● **Exercise**: Below are the records; copy each line in which "static" can be found.

··········

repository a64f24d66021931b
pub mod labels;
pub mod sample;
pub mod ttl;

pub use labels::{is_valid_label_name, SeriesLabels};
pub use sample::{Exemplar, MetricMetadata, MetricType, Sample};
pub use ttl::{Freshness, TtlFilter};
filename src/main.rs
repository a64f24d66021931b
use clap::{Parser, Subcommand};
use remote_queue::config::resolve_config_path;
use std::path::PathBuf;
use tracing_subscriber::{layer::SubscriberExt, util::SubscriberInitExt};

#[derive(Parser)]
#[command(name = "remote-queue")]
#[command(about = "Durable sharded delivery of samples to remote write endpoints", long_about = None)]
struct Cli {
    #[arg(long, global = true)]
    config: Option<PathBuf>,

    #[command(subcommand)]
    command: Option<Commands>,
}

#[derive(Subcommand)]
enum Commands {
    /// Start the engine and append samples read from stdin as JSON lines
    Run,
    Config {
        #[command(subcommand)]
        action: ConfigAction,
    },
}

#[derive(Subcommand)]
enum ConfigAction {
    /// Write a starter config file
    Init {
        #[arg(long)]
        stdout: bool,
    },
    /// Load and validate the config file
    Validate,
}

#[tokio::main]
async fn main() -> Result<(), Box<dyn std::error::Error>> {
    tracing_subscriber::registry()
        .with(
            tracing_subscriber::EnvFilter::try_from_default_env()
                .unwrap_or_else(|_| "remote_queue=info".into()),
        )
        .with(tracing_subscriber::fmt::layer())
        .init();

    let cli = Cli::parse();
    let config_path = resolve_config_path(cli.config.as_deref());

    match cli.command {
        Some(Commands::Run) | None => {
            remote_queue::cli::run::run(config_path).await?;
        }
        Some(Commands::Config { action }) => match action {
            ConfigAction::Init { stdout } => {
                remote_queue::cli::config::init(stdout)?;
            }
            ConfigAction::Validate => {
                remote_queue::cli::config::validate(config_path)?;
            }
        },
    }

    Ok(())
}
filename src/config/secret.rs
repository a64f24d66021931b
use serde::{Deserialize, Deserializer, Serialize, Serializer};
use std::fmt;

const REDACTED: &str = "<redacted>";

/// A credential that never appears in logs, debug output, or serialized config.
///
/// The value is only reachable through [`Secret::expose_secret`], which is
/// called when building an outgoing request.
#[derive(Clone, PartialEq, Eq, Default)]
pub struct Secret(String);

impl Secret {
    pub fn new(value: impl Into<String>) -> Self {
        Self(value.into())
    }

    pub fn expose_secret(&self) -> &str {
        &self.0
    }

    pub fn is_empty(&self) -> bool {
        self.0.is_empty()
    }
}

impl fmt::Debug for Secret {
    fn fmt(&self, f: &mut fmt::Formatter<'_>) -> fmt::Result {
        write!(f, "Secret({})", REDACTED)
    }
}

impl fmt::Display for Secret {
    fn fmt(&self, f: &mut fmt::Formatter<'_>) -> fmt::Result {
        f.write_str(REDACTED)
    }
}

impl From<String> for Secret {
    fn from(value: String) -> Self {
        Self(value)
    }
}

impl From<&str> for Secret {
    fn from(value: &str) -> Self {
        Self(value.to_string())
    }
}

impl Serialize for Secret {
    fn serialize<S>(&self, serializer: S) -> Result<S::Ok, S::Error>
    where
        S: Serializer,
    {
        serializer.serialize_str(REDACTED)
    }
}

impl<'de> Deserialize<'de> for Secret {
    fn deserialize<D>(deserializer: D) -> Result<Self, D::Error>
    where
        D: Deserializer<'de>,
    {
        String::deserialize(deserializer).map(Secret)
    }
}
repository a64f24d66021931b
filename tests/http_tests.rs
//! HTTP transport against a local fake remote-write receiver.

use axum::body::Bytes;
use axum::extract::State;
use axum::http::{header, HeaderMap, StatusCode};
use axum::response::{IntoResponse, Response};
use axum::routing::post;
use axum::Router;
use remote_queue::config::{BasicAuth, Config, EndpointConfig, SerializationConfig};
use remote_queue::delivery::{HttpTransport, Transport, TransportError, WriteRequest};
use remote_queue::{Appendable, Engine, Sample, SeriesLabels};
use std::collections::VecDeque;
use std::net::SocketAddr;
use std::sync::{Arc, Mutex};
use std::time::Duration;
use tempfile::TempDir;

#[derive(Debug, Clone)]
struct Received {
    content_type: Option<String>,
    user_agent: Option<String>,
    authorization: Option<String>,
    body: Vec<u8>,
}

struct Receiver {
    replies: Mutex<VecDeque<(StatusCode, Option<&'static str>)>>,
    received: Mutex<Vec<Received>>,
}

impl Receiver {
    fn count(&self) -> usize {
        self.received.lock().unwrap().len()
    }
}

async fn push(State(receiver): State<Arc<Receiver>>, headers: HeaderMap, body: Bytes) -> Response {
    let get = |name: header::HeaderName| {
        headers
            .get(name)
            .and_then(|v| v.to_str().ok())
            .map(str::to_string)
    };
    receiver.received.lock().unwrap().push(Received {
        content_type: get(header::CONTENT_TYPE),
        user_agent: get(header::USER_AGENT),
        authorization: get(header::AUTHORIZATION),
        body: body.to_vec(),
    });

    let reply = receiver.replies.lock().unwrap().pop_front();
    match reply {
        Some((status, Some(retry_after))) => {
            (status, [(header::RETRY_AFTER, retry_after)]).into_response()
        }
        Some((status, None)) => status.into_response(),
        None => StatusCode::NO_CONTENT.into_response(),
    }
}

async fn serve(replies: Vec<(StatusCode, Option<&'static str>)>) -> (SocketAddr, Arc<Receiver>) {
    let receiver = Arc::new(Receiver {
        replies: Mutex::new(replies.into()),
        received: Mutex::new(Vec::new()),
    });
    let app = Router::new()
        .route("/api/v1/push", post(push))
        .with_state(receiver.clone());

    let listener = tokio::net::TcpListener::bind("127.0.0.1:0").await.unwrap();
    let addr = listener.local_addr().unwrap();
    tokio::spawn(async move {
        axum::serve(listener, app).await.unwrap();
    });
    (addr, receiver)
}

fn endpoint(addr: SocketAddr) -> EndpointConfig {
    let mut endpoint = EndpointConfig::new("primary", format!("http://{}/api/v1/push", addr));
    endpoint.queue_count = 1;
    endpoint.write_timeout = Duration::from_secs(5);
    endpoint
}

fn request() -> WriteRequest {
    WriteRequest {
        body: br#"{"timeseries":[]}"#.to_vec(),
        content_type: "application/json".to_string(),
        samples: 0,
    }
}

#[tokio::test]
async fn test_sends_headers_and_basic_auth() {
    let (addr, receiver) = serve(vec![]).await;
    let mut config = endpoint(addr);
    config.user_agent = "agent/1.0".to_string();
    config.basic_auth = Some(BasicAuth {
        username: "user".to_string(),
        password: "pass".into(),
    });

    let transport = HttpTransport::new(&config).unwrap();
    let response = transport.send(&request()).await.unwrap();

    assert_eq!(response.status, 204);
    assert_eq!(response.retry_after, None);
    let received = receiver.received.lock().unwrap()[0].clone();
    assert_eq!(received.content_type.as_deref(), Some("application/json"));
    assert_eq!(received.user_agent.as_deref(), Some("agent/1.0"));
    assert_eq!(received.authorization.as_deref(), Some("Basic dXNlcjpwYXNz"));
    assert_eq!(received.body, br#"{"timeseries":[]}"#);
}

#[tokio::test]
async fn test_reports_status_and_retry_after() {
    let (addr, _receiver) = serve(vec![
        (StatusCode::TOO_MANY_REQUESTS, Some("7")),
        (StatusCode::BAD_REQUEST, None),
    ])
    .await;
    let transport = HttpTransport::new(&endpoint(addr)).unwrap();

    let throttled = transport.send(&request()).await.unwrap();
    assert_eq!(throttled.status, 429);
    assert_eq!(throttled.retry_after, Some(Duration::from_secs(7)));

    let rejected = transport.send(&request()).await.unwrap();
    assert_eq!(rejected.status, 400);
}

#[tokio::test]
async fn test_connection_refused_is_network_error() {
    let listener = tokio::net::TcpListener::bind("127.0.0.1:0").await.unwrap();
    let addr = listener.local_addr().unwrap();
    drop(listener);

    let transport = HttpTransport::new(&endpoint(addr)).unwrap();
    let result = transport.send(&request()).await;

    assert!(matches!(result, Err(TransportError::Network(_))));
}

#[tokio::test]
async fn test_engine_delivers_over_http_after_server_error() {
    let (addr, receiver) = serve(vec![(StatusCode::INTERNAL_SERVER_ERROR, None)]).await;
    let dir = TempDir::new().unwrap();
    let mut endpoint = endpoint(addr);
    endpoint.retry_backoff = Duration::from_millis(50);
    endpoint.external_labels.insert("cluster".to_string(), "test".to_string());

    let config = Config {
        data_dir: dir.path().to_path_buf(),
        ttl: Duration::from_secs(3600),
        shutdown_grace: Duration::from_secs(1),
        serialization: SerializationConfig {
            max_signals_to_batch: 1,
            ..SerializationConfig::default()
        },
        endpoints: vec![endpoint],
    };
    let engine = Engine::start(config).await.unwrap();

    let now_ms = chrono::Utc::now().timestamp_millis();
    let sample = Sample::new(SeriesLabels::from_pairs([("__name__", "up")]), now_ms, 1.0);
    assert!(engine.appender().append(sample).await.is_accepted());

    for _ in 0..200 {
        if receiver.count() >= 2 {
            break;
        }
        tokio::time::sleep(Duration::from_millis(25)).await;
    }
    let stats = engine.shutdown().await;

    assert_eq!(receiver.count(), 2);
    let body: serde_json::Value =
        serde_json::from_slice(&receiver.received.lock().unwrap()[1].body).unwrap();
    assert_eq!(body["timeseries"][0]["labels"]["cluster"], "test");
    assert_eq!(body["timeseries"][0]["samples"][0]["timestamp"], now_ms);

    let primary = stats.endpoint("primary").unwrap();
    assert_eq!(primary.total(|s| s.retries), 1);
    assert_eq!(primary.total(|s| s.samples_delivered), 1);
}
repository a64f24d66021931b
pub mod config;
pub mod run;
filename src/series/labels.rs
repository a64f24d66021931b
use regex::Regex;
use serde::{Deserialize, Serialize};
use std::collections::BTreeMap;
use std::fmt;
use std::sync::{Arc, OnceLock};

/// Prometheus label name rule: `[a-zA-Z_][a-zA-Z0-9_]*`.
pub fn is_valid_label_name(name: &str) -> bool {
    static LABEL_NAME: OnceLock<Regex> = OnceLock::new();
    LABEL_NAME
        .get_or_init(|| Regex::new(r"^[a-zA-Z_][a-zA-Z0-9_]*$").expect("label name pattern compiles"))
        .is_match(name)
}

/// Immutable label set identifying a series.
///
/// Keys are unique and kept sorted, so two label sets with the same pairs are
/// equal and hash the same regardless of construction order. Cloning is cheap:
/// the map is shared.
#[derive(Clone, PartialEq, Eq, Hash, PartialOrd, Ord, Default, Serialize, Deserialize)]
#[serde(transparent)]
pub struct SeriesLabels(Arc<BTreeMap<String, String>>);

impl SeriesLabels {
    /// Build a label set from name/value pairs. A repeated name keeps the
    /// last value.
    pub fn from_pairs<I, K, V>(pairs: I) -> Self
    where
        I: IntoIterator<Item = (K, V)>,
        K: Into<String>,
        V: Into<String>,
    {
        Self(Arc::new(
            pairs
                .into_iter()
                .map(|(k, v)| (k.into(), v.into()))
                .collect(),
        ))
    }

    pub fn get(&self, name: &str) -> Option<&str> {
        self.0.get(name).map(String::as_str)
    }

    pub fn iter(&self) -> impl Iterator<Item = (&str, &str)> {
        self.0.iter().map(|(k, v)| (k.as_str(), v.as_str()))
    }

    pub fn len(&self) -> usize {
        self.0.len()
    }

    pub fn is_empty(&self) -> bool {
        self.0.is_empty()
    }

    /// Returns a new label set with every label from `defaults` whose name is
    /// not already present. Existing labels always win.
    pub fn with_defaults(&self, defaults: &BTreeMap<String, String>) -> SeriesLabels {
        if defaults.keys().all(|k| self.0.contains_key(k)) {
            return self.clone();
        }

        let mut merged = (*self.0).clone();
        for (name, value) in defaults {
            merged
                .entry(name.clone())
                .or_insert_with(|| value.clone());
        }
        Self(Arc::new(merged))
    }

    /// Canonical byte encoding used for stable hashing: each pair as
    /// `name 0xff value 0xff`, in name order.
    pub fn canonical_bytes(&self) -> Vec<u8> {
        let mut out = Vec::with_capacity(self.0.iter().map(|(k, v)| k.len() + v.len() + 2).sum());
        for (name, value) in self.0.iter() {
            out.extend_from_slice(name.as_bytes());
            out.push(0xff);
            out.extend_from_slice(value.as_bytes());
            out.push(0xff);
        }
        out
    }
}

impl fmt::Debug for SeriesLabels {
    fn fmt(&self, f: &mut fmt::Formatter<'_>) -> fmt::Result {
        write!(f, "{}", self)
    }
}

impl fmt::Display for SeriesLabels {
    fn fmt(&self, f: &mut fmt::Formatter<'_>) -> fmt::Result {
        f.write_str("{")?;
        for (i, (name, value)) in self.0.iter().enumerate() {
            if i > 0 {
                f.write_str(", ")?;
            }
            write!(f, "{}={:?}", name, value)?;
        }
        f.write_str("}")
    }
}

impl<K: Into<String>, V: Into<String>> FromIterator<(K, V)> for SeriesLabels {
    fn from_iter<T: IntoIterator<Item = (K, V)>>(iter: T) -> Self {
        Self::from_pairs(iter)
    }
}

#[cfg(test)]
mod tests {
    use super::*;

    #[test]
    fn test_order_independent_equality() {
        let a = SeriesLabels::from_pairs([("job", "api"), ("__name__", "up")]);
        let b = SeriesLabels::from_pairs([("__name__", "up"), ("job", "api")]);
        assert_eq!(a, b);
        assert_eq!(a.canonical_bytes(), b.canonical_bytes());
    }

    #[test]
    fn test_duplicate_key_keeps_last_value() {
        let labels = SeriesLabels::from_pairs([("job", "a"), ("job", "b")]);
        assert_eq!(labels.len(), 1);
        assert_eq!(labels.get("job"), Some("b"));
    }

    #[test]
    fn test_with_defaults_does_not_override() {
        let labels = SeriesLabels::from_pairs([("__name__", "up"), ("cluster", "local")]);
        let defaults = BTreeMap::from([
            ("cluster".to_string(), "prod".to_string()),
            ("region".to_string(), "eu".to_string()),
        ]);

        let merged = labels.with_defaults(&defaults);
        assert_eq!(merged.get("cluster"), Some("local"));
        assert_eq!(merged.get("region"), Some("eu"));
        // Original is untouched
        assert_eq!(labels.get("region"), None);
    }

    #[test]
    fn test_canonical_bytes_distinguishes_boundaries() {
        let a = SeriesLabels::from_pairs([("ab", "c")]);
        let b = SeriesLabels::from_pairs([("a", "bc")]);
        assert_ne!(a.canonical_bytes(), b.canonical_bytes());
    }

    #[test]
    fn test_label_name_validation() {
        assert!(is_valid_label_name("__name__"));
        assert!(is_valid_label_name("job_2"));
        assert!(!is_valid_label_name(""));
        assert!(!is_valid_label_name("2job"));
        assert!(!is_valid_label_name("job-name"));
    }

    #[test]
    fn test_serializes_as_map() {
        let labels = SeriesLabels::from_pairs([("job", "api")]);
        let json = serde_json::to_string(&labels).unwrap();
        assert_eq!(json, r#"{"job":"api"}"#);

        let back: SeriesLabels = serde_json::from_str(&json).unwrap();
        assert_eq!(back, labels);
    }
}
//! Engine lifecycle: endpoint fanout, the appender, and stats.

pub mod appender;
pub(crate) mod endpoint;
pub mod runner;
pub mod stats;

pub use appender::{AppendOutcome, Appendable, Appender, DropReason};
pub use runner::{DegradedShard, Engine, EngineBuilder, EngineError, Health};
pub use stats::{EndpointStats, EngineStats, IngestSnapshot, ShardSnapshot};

··········

● **Answer to this exercise**:
    replies: Mutex<VecDeque<(StatusCode, Option<&'static str>)>>,
async fn serve(replies: Vec<(StatusCode, Option<&'static str>)>) -> (SocketAddr, Arc<Receiver>) {
    static LABEL_NAME: OnceLock<Regex> = OnceLock::new();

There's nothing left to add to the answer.